In a solitary and half ruined cottage, before a small window with panes of oiled paper, stood an old man, looking mournfully at the procession of those that were going to church.

He followed them with his eyes till the last had entered, and the door was closed; and now, the bell ceased, and he heard the united voices of the congregation singing a psalm. He cast a look on his ragged clothing, and two tears flowed down his wrinkled cheeks; he wiped them with the back of his hand, and then turned toward his wife, who sat crying aloud on a wretched stool, her head resting upon a board which served them for a table, and her eyes covered with a table-cloth in which there were more beles than places to receive her tears.

Cry not thus, Bertha, said her husband; this is not as it should be, my child; you give offence to God, who requires that we bear with the lot which he assigns us: full well he knows that it is not our fault that we are not, like others, at prayer in his house.
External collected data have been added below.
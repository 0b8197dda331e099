use crate::Context;
use crate::cli::ActionArgs;
use crate::commands::{find_service, load_services};
use crate::ui;
use anyhow::{Context as _, Result, bail};
use dialoguer::Password;
use launchkit::{Action, ActionOptions, ActionResult, FailureKind};
use std::io::IsTerminal;
use tokio::io::{AsyncBufReadExt, BufReader};

pub async fn run(ctx: &Context, action: Action, args: ActionArgs) -> Result<()> {
    let client = ctx.client()?;
    let services = load_services(ctx, &client).await?;
    let service = find_service(&client, &services, &args.label)?;

    let mut options = ActionOptions {
        dry_run: args.dry_run,
        password: None,
    };
    if args.password_stdin {
        options.password = Some(read_password_stdin().await?);
    }

    let mut result = client.perform_action(action, service, &options).await;

    if result.failure == Some(FailureKind::NeedsPassword)
        && options.password.is_none()
        && std::io::stdin().is_terminal()
    {
        let prompt = format!("Password to {} {}", action.as_str(), service.label);
        options.password = Some(prompt_password(prompt).await?);
        result = client.perform_action(action, service, &options).await;
    }

    report(&result, options.dry_run)
}

async fn read_password_stdin() -> Result<String> {
    let mut line = String::new();
    BufReader::new(tokio::io::stdin())
        .read_line(&mut line)
        .await
        .context("Failed to read password from stdin")?;
    let password = line.trim_end_matches(['\r', '\n']).to_string();
    if password.is_empty() {
        bail!("Empty password on stdin");
    }
    Ok(password)
}

async fn prompt_password(prompt: String) -> Result<String> {
    tokio::task::spawn_blocking(move || Password::new().with_prompt(prompt).interact())
        .await
        .context("Password prompt task failed")?
        .context("Failed to read password")
}

fn report(result: &ActionResult, dry_run: bool) -> Result<()> {
    if dry_run && result.success {
        ui::info("Dry run, nothing was executed");
        if let Some(command) = &result.command {
            println!("  {command}");
        }
        return Ok(());
    }

    if result.success {
        ui::success(&result.message);
        if let Some(info) = result.retry_info.as_ref().filter(|i| i.retried) {
            ui::dim(&format!("Succeeded after {} attempts", info.attempts));
        }
        return Ok(());
    }

    if let Some(error) = &result.error {
        ui::dim(error);
    }
    if let Some(hint) = result.failure.and_then(hint) {
        ui::dim(hint);
    }
    bail!("{}", result.message)
}

fn hint(kind: FailureKind) -> Option<&'static str> {
    match kind {
        FailureKind::Protected => Some("Protected services cannot be modified"),
        FailureKind::Permission | FailureKind::NeedsPassword => {
            Some("Run from a desktop session or pass --password-stdin")
        }
        FailureKind::Timeout => Some("launchd did not respond; try again shortly"),
        _ => None,
    }
}
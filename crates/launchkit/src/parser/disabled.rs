//! Parser for `launchctl print-disabled <domain>` output.

use regex::Regex;
use std::collections::HashSet;
use std::sync::LazyLock;

static OVERRIDE_ROW: LazyLock<Regex> = LazyLock::new(|| {
    Regex::new(r#"^"([^"]+)"\s*=>\s*([A-Za-z]+)"#).expect("valid override regex")
});

/// Collect labels whose override marks them disabled.
///
/// Newer releases print `disabled`/`enabled`; older ones print `true`
/// (disabled) and `false`.
pub fn parse_disabled(output: &str) -> HashSet<String> {
    output
        .lines()
        .filter_map(|line| {
            let caps = OVERRIDE_ROW.captures(line.trim())?;
            let label = caps.get(1)?.as_str();
            let value = caps.get(2)?.as_str().to_lowercase();
            matches!(value.as_str(), "disabled" | "true").then(|| label.to_string())
        })
        .collect()
}
//! Offline detection and stale-snapshot fallback.
//!
//! Online until `threshold` consecutive discovery failures, then offline.
//! While offline the last good snapshot is served and the error is
//! swallowed. With no previous snapshot the error always surfaces. Any
//! success goes back online and resets the counter.

use chrono::{DateTime, Utc};
use launchkit::{Error, Result, Service};
use serde::Serialize;
use std::future::Future;
use std::sync::Arc;

/// Consecutive failures before going offline.
pub const DEFAULT_FAILURE_THRESHOLD: u32 = 3;

/// Observable reconciler state.
#[derive(Debug, Clone, Default, Serialize)]
#[serde(rename_all = "camelCase")]
pub struct OfflineState {
    pub is_offline: bool,
    pub consecutive_failures: u32,
    pub last_error: Option<String>,
    pub last_success_at: Option<DateTime<Utc>>,
    /// `None` until the first successful discovery
    #[serde(skip)]
    pub last_successful_snapshot: Option<Vec<Arc<Service>>>,
}

/// State change produced by one refresh.
#[derive(Debug, Clone, Copy, PartialEq, Eq)]
pub enum Transition {
    None,
    WentOffline,
    CameOnline,
}

/// Services to show after a refresh.
#[derive(Debug, Clone)]
pub struct RefreshOutcome {
    pub services: Vec<Arc<Service>>,
    /// Served from the cache while offline
    pub stale: bool,
    pub transition: Transition,
}

/// Wraps discovery with offline bookkeeping.
#[derive(Debug)]
pub struct OfflineReconciler {
    threshold: u32,
    state: OfflineState,
}

impl Default for OfflineReconciler {
    fn default() -> Self {
        Self::new(DEFAULT_FAILURE_THRESHOLD)
    }
}

impl OfflineReconciler {
    pub fn new(threshold: u32) -> Self {
        Self {
            threshold: threshold.max(1),
            state: OfflineState::default(),
        }
    }

    pub fn state(&self) -> &OfflineState {
        &self.state
    }

    pub fn is_offline(&self) -> bool {
        self.state.is_offline
    }

    /// The cached snapshot, empty before the first success.
    pub fn services(&self) -> &[Arc<Service>] {
        self.state.last_successful_snapshot.as_deref().unwrap_or(&[])
    }

    /// Run `discover` and reconcile its outcome.
    pub async fn refresh<F, Fut>(&mut self, discover: F) -> Result<RefreshOutcome>
    where
        F: FnOnce() -> Fut,
        Fut: Future<Output = Result<Vec<Service>>>,
    {
        match discover().await {
            Ok(services) => Ok(self.record_success(services.into_iter().map(Arc::new).collect())),
            Err(e) => self.record_failure(e),
        }
    }

    /// Record a successful discovery.
    pub fn record_success(&mut self, services: Vec<Arc<Service>>) -> RefreshOutcome {
        let transition = if self.state.is_offline {
            log::info!("Service manager reachable again");
            Transition::CameOnline
        } else {
            Transition::None
        };
        self.state.is_offline = false;
        self.state.consecutive_failures = 0;
        self.state.last_error = None;
        self.state.last_success_at = Some(Utc::now());
        self.state.last_successful_snapshot = Some(services.clone());
        RefreshOutcome {
            services,
            stale: false,
            transition,
        }
    }

    /// Record a failed discovery; returns the stale snapshot when masking
    /// the error is allowed.
    pub fn record_failure(&mut self, error: Error) -> Result<RefreshOutcome> {
        self.state.consecutive_failures = self.state.consecutive_failures.saturating_add(1);
        self.state.last_error = Some(error.to_string());
        log::debug!(
            "Discovery failure {}/{}: {}",
            self.state.consecutive_failures,
            self.threshold,
            error
        );

        if self.state.consecutive_failures < self.threshold {
            return Err(error);
        }

        let transition = if self.state.is_offline {
            Transition::None
        } else {
            log::warn!(
                "Going offline after {} consecutive failures",
                self.state.consecutive_failures
            );
            Transition::WentOffline
        };
        self.state.is_offline = true;

        match &self.state.last_successful_snapshot {
            Some(snapshot) => Ok(RefreshOutcome {
                services: snapshot.clone(),
                stale: true,
                transition,
            }),
            None => Err(error),
        }
    }
}

#[cfg(test)]
mod tests {
    use super::*;
    use launchkit::{Domain, Inferred, Protection, ServiceStatus, ServiceType};

    fn service(label: &str) -> Service {
        Service {
            id: Service::make_id(Domain::Gui, label),
            label: label.to_string(),
            display_name: label.to_string(),
            kind: Inferred::provisional(ServiceType::Agent),
            domain: Inferred::provisional(Domain::Gui),
            status: ServiceStatus::Stopped,
            protection: Protection::Normal,
            pid: None,
            exit_status: Some(0),
            enabled: true,
            is_vendor_owned: false,
            requires_root: false,
            file_path: None,
            description: None,
            last_error: None,
            team_id: None,
            version: None,
            extension_state: None,
            categories: None,
        }
    }

    fn failure() -> Error {
        Error::DiscoveryFailed {
            message: "Could not contact launchd".to_string(),
        }
    }

    #[tokio::test]
    async fn test_threshold_and_recovery() {
        let mut reconciler = OfflineReconciler::new(3);
        let good = reconciler
            .refresh(|| async { Ok(vec![service("com.example.a"), service("com.example.b")]) })
            .await
            .unwrap();
        assert!(!good.stale);

        for _ in 0..2 {
            assert!(reconciler.refresh(|| async { Err(failure()) }).await.is_err());
            assert!(!reconciler.is_offline());
        }

        let stale = reconciler.refresh(|| async { Err(failure()) }).await.unwrap();
        assert!(reconciler.is_offline());
        assert!(stale.stale);
        assert_eq!(stale.transition, Transition::WentOffline);
        assert_eq!(stale.services.len(), 2);
        assert!(
            stale
                .services
                .iter()
                .zip(reconciler.services())
                .all(|(a, b)| Arc::ptr_eq(a, b))
        );
        assert_eq!(reconciler.state().consecutive_failures, 3);

        // Still offline, still served stale
        let again = reconciler.refresh(|| async { Err(failure()) }).await.unwrap();
        assert_eq!(again.transition, Transition::None);

        let back = reconciler
            .refresh(|| async { Ok(vec![service("com.example.c")]) })
            .await
            .unwrap();
        assert_eq!(back.transition, Transition::CameOnline);
        assert!(!reconciler.is_offline());
        assert_eq!(reconciler.state().consecutive_failures, 0);
        assert!(reconciler.state().last_error.is_none());
        assert_eq!(reconciler.services().len(), 1);
    }

    #[test]
    fn test_no_snapshot_surfaces_error() {
        let mut reconciler = OfflineReconciler::default();
        for _ in 0..5 {
            assert!(reconciler.record_failure(failure()).is_err());
        }
        // Offline, but nothing cached to show
        assert!(reconciler.is_offline());
        assert!(reconciler.services().is_empty());
    }

    #[test]
    fn test_empty_snapshot_still_counts_as_snapshot() {
        let mut reconciler = OfflineReconciler::new(1);
        reconciler.record_success(Vec::new());
        let outcome = reconciler.record_failure(failure()).unwrap();
        assert!(outcome.stale);
        assert!(outcome.services.is_empty());
    }

    #[test]
    fn test_success_resets_counter_before_threshold() {
        let mut reconciler = OfflineReconciler::new(3);
        let _ = reconciler.record_failure(failure());
        let _ = reconciler.record_failure(failure());
        reconciler.record_success(Vec::new());
        let _ = reconciler.record_failure(failure());
        let _ = reconciler.record_failure(failure());
        assert!(!reconciler.is_offline());
        assert_eq!(reconciler.state().consecutive_failures, 2);
    }
}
Could we dare to go, in these tatters which scarcely cover us? In the days of our prosperity, Bertha, we always went to church; even when we had two leagues to go, we went with pleasure: now, we can go no longer; but God sees the intention, he reads hearts, and he knows, that ours are given to him, as well here as in church. Forbear, therefore, to cry, Bertha; that will do no good; but give me the prayer-book, and I will read a prayer to you as well as the minister can, and afterward we will sing a psalm together, which I will lead as well as the chorister.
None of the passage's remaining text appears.